I hope that the debate on this
probing amendment will not be as long as the last one. Ministers
confirmed that compensation payable under the scheme will be consistent
with the compensation payable if the case had been dealt with by the
courts, and there is some logic in that. However, the issue is whether
it is logical to put a cap on any individual head of claim because the
clause could mean that some cases are undervalued or that patients feel
short-changed by the scheme. The limit envisaged for the overall limit
of compensation payable is £20,000.
The purpose of the amendment is
to try to establish the rationale for the Governments decision
to limit compensation for pain and suffering, to discover why the
figure of £20,000 was believed to be the most appropriate, and
to find out how it will be
reviewed.
Mr.
Baron: I remind the Committee that clause 12 attempts to
separate fact finding from fault finding and to establish an
independent and rigorous investigation. On compensation, under the Bill
the offer of compensation from the NHS Litigation Authority is but one
avenue that patients can take at the end of the fact-finding stage.

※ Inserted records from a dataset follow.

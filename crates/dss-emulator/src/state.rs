//! Release operations, report codes and the controller's transition table.

use serde::{Deserialize, Serialize};
use std::fmt;

/// Codes the device writes to `RSTATE_RPT`.
pub mod report {
    pub const IDLE_ACK: i64 = 0x01;
    pub const INIT_PENDING: i64 = 0x11;
    pub const INIT_OK: i64 = 0x12;
    pub const INIT_FAIL: i64 = 0x13;
    pub const CON_ID1: i64 = 0x21;
    pub const CON_ID2: i64 = 0x22;
    pub const CON_OK: i64 = 0x23;
    pub const RNG_SINGLE_PENDING: i64 = 0x31;
    pub const RNG_SINGLE_OK: i64 = 0x32;
    pub const RNG_SINGLE_FAIL: i64 = 0x33;
    pub const RNG_CONT_PENDING: i64 = 0x41;
    pub const RNG_CONT_OK: i64 = 0x42;
    pub const RNG_CONT_FAIL: i64 = 0x43;
    pub const AT_ARM_PENDING: i64 = 0x51;
    pub const AT_ARM_OK: i64 = 0x52;
    pub const AT_ARM_FAIL: i64 = 0x53;
    pub const AT_TRG_PENDING: i64 = 0x54;
    pub const AT_TRG_OK: i64 = 0x55;
    pub const AT_TRG_FAIL: i64 = 0x56;
    pub const BCR_PENDING: i64 = 0x61;
    pub const BCR_OK: i64 = 0x62;
    pub const RB_ACK: i64 = 0x65;
    pub const PI_QID_PENDING: i64 = 0x71;
    pub const PI_QID_DETECT: i64 = 0x72;
    pub const PI_QID_NODETECT: i64 = 0x73;
    pub const PI_ID_PENDING: i64 = 0x81;
    pub const PI_ID_DETECT: i64 = 0x82;
    pub const PI_ID_NODETECT: i64 = 0x83;
    pub const NT_PENDING: i64 = 0x91;
    pub const NT_OK: i64 = 0x92;
}

/// An operation the controller requests by writing `RSTATE_REQ`.
#[derive(Debug, Clone, Copy, PartialEq, Eq, Hash, Serialize, Deserialize)]
#[serde(rename_all = "snake_case")]
pub enum Operation {
    Idle,
    Init,
    Connect,
    SingleRange,
    ContinuousRange,
    Trigger,
    Broadcast,
    QuickId,
    FullId,
    NoiseTest,
    Reboot,
}

use ReleaseState::*;

const RANGING_READY: &[ReleaseState] = &[ConOk, RngSingleOk, RngContOk];

impl Operation {
    /// Every operation in request-code order.
    pub const ALL: [Operation; 11] = [
        Operation::Idle,
        Operation::Init,
        Operation::Connect,
        Operation::SingleRange,
        Operation::ContinuousRange,
        Operation::Trigger,
        Operation::Broadcast,
        Operation::Reboot,
        Operation::QuickId,
        Operation::FullId,
        Operation::NoiseTest,
    ];

    /// Value written to `RSTATE_REQ`.
    pub const fn code(self) -> i64 {
        match self {
            Operation::Idle => 0x00,
            Operation::Init => 0x10,
            Operation::Connect => 0x20,
            Operation::SingleRange => 0x30,
            Operation::ContinuousRange => 0x40,
            Operation::Trigger => 0x50,
            Operation::Broadcast => 0x60,
            Operation::Reboot => 0x64,
            Operation::QuickId => 0x70,
            Operation::FullId => 0x80,
            Operation::NoiseTest => 0x90,
        }
    }

    /// Operation for an `RSTATE_REQ` value.
    pub fn from_code(code: i64) -> Option<Operation> {
        Operation::ALL.into_iter().find(|op| op.code() == code)
    }

    /// Bit set in `RSTATE_MAP` while this operation is active.
    pub const fn map_bit(self) -> u32 {
        match self {
            Operation::Idle => 0,
            Operation::Init => 1,
            Operation::Connect => 2,
            Operation::SingleRange => 3,
            Operation::ContinuousRange => 4,
            Operation::Trigger => 5,
            Operation::Broadcast => 6,
            Operation::QuickId => 7,
            Operation::FullId => 8,
            Operation::NoiseTest => 9,
            Operation::Reboot => 10,
        }
    }

    /// Human-readable name used in logs and errors.
    pub const fn name(self) -> &'static str {
        match self {
            Operation::Idle => "idle",
            Operation::Init => "init",
            Operation::Connect => "connect",
            Operation::SingleRange => "single range",
            Operation::ContinuousRange => "continuous range",
            Operation::Trigger => "trigger",
            Operation::Broadcast => "broadcast",
            Operation::QuickId => "public quick id",
            Operation::FullId => "public full id",
            Operation::NoiseTest => "noise test",
            Operation::Reboot => "reboot",
        }
    }

    /// States the controller must be in to request this operation.
    ///
    /// `None` means the operation is always allowed.
    pub const fn required_states(self) -> Option<&'static [ReleaseState]> {
        match self {
            Operation::Idle => None,
            Operation::Init => Some(&[IdleAck]),
            Operation::Connect => Some(&[InitOk]),
            Operation::SingleRange | Operation::ContinuousRange | Operation::Trigger => {
                Some(RANGING_READY)
            }
            Operation::Broadcast | Operation::QuickId | Operation::FullId => Some(&[InitOk]),
            Operation::NoiseTest | Operation::Reboot => Some(&[IdleAck]),
        }
    }

    /// Whether `state` satisfies this operation's precondition.
    pub fn allowed_from(self, state: ReleaseState) -> bool {
        self.required_states()
            .map_or(true, |states| states.contains(&state))
    }

    /// Local state entered as soon as the request is sent.
    pub const fn requested_state(self) -> ReleaseState {
        match self {
            Operation::Idle => IdleReq,
            Operation::Init => InitReq,
            Operation::Connect => ConReq,
            Operation::SingleRange => RngSingleReq,
            Operation::ContinuousRange => RngContReq,
            Operation::Trigger => AtReq,
            Operation::Broadcast => BcrReq,
            Operation::QuickId => PiQidReq,
            Operation::FullId => PiIdReq,
            Operation::NoiseTest => NtReq,
            Operation::Reboot => RbReq,
        }
    }
}

impl fmt::Display for Operation {
    fn fmt(&self, f: &mut fmt::Formatter<'_>) -> fmt::Result {
        f.write_str(self.name())
    }
}

/// The controller's view of the operation in progress.
#[derive(Debug, Clone, Copy, PartialEq, Eq, Hash, Serialize, Deserialize)]
#[serde(rename_all = "SCREAMING_SNAKE_CASE")]
pub enum ReleaseState {
    // Idle
    IdleReq,
    IdleAck,
    // Init
    InitReq,
    InitPending,
    InitOk,
    InitFail,
    // Connect
    ConReq,
    ConId1,
    ConId2,
    ConOk,
    // Single range
    RngSingleReq,
    RngSinglePending,
    RngSingleOk,
    RngSingleFail,
    // Continuous range
    RngContReq,
    RngContPending,
    RngContOk,
    RngContFail,
    // Arm and trigger
    AtReq,
    AtArmPending,
    AtArmOk,
    AtArmFail,
    AtTrgPending,
    AtTrgOk,
    AtTrgFail,
    // Broadcast
    BcrReq,
    BcrPending,
    BcrOk,
    // Public quick id
    PiQidReq,
    PiQidPending,
    PiQidDetect,
    PiQidNodetect,
    // Public full id
    PiIdReq,
    PiIdPending,
    PiIdDetect,
    PiIdNodetect,
    // Noise test
    NtReq,
    NtPending,
    NtOk,
    // Reboot
    RbReq,
    RbAck,
}

impl ReleaseState {
    /// Wire-style name, e.g. `INIT_PENDING`.
    pub const fn as_str(&self) -> &'static str {
        match self {
            IdleReq => "IDLE_REQ",
            IdleAck => "IDLE_ACK",
            InitReq => "INIT_REQ",
            InitPending => "INIT_PENDING",
            InitOk => "INIT_OK",
            InitFail => "INIT_FAIL",
            ConReq => "CON_REQ",
            ConId1 => "CON_ID1",
            ConId2 => "CON_ID2",
            ConOk => "CON_OK",
            RngSingleReq => "RNG_SINGLE_REQ",
            RngSinglePending => "RNG_SINGLE_PENDING",
            RngSingleOk => "RNG_SINGLE_OK",
            RngSingleFail => "RNG_SINGLE_FAIL",
            RngContReq => "RNG_CONT_REQ",
            RngContPending => "RNG_CONT_PENDING",
            RngContOk => "RNG_CONT_OK",
            RngContFail => "RNG_CONT_FAIL",
            AtReq => "AT_REQ",
            AtArmPending => "AT_ARM_PENDING",
            AtArmOk => "AT_ARM_OK",
            AtArmFail => "AT_ARM_FAIL",
            AtTrgPending => "AT_TRG_PENDING",
            AtTrgOk => "AT_TRG_OK",
            AtTrgFail => "AT_TRG_FAIL",
            BcrReq => "BCR_REQ",
            BcrPending => "BCR_PENDING",
            BcrOk => "BCR_OK",
            PiQidReq => "PI_QID_REQ",
            PiQidPending => "PI_QID_PENDING",
            PiQidDetect => "PI_QID_DETECT",
            PiQidNodetect => "PI_QID_NODETECT",
            PiIdReq => "PI_ID_REQ",
            PiIdPending => "PI_ID_PENDING",
            PiIdDetect => "PI_ID_DETECT",
            PiIdNodetect => "PI_ID_NODETECT",
            NtReq => "NT_REQ",
            NtPending => "NT_PENDING",
            NtOk => "NT_OK",
            RbReq => "RB_REQ",
            RbAck => "RB_ACK",
        }
    }

    /// Whether this is a failure or no-detect outcome.
    pub const fn is_failure(&self) -> bool {
        matches!(
            self,
            InitFail
                | RngSingleFail
                | RngContFail
                | AtArmFail
                | AtTrgFail
                | PiQidNodetect
                | PiIdNodetect
        )
    }
}

impl Default for ReleaseState {
    fn default() -> Self {
        IdleReq
    }
}

impl fmt::Display for ReleaseState {
    fn fmt(&self, f: &mut fmt::Formatter<'_>) -> fmt::Result {
        f.write_str(self.as_str())
    }
}

/// Side effect attached to a transition.
#[derive(Debug, Clone, Copy, PartialEq, Eq)]
pub enum Alert {
    /// Ranging or interrogation succeeded.
    Detection,
    /// The release fired.
    Release,
    /// An attempt failed; the miss counter should be re-published.
    Retry,
}

/// Outcome of applying a reported code.
#[derive(Debug, Clone, Copy, PartialEq, Eq)]
pub struct Transition {
    /// State after the report.
    pub next: ReleaseState,
    /// Alert to raise, if any.
    pub alert: Option<Alert>,
}

/// Map `(current, reported)` to the controller's next state.
///
/// Returns `None` for pairs the table does not cover; the caller keeps the
/// current state.
pub fn next_state(current: ReleaseState, reported: i64) -> Option<ReleaseState> {
    transition(current, reported).map(|t| t.next)
}

/// Like [`next_state`], including the alert the transition raises.
pub fn transition(current: ReleaseState, reported: i64) -> Option<Transition> {
    let next = match (current, reported) {
        (IdleReq, report::IDLE_ACK) => IdleAck,

        (InitReq, report::INIT_PENDING) => InitPending,
        (InitPending, report::INIT_OK) => InitOk,
        (InitPending, report::INIT_FAIL) => InitFail,

        (ConReq, report::CON_ID1) => ConId1,
        (ConId1, report::CON_ID2) => ConId2,
        (ConId1, report::CON_OK) | (ConId2, report::CON_OK) => ConOk,

        (RngSingleReq, report::RNG_SINGLE_PENDING) => RngSinglePending,
        (RngSinglePending, report::RNG_SINGLE_OK) => RngSingleOk,
        (RngSinglePending, report::RNG_SINGLE_FAIL) => RngSingleFail,

        (RngContReq, report::RNG_CONT_PENDING) => RngContPending,
        (RngContPending, report::RNG_CONT_OK) => RngContOk,
        (RngContPending, report::RNG_CONT_FAIL) => RngContFail,

        (AtReq, report::AT_ARM_PENDING) => AtArmPending,
        (AtArmPending, report::AT_ARM_OK) => AtArmOk,
        (AtArmPending, report::AT_ARM_FAIL) => AtArmFail,
        (AtArmOk, report::AT_TRG_PENDING) => AtTrgPending,
        (AtTrgPending, report::AT_TRG_OK) => AtTrgOk,
        (AtTrgPending, report::AT_TRG_FAIL) => AtTrgFail,

        (BcrReq, report::BCR_PENDING) => BcrPending,
        (BcrPending, report::BCR_OK) => BcrOk,

        (PiQidReq, report::PI_QID_PENDING) => PiQidPending,
        (PiQidPending, report::PI_QID_DETECT) => PiQidDetect,
        (PiQidPending, report::PI_QID_NODETECT) => PiQidNodetect,

        (PiIdReq, report::PI_ID_PENDING) => PiIdPending,
        (PiIdPending, report::PI_ID_DETECT) => PiIdDetect,
        (PiIdPending, report::PI_ID_NODETECT) => PiIdNodetect,

        (NtReq, report::NT_PENDING) => NtPending,
        (NtPending, report::NT_OK) => NtOk,

        (RbReq, report::RB_ACK) => RbAck,

        _ => return None,
    };

    let alert = match next {
        RngSingleOk | RngContOk | PiQidDetect | PiIdDetect => Some(Alert::Detection),
        AtTrgOk => Some(Alert::Release),
        state if state.is_failure() => Some(Alert::Retry),
        _ => None,
    };

    Some(Transition { next, alert })
}

#[cfg(test)]
mod tests {
    use super::*;

    #[test]
    fn test_init_outcomes() {
        assert_eq!(next_state(InitPending, 0x12), Some(InitOk));
        assert_eq!(next_state(InitPending, 0x13), Some(InitFail));
        assert_eq!(
            transition(InitPending, 0x13).and_then(|t| t.alert),
            Some(Alert::Retry)
        );
    }

    #[test]
    fn test_arm_then_trigger() {
        assert_eq!(next_state(AtArmOk, 0x54), Some(AtTrgPending));
        let fired = transition(AtTrgPending, 0x55).unwrap();
        assert_eq!(fired.next, AtTrgOk);
        assert_eq!(fired.alert, Some(Alert::Release));
        assert_eq!(next_state(AtTrgPending, 0x56), Some(AtTrgFail));
    }

    #[test]
    fn test_connect_may_skip_second_id() {
        assert_eq!(next_state(ConId1, 0x23), Some(ConOk));
        assert_eq!(next_state(ConId2, 0x23), Some(ConOk));
    }

    #[test]
    fn test_unmatched_pairs() {
        assert_eq!(next_state(IdleAck, 0x12), None);
        assert_eq!(next_state(InitPending, 0x01), None);
        assert_eq!(next_state(AtTrgOk, 0x55), None);
    }

    #[test]
    fn test_detection_alerts() {
        for (state, code) in [
            (RngSinglePending, 0x32),
            (RngContPending, 0x42),
            (PiQidPending, 0x72),
            (PiIdPending, 0x82),
        ] {
            assert_eq!(
                transition(state, code).and_then(|t| t.alert),
                Some(Alert::Detection),
                "{} + {:#x}",
                state,
                code
            );
        }
        assert_eq!(transition(NtPending, 0x92).and_then(|t| t.alert), None);
    }

    #[test]
    fn test_operation_codes_round_trip() {
        for op in Operation::ALL {
            assert_eq!(Operation::from_code(op.code()), Some(op));
        }
        assert_eq!(Operation::from_code(0x99), None);
    }

    #[test]
    fn test_preconditions() {
        assert!(Operation::Idle.allowed_from(AtTrgOk));
        assert!(Operation::Init.allowed_from(IdleAck));
        assert!(!Operation::Init.allowed_from(IdleReq));
        assert!(Operation::Trigger.allowed_from(RngContOk));
        assert!(!Operation::Broadcast.allowed_from(ConOk));
        assert!(Operation::Reboot.allowed_from(IdleAck));
    }

    #[test]
    fn test_display_names() {
        assert_eq!(InitPending.to_string(), "INIT_PENDING");
        assert_eq!(PiQidNodetect.to_string(), "PI_QID_NODETECT");
        assert_eq!(
            serde_json::to_string(&AtTrgOk).unwrap(),
            "\"AT_TRG_OK\""
        );
    }
}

At
that point other avenues are open to them; they can listen to what the
NHSLA has to say, go to resolve-type schemes or to the court outside
the scheme to seek appropriate compensation. That is worth bearing in
mind, although I have some sympathy with the point of the hon.
Ladys
amendment.
Andy
Burnham: The scheme that the Bill creates is intended to
be a fast-track, out-of-court settlement scheme for clinical negligence
cases. In creating the scheme the Bill preserves some flexibility in
how matters are dealt with in secondary legislation and in taking
forward discussions with stakeholders. It is intended that the redress
scheme will provide for financial compensation to be offered. The hon.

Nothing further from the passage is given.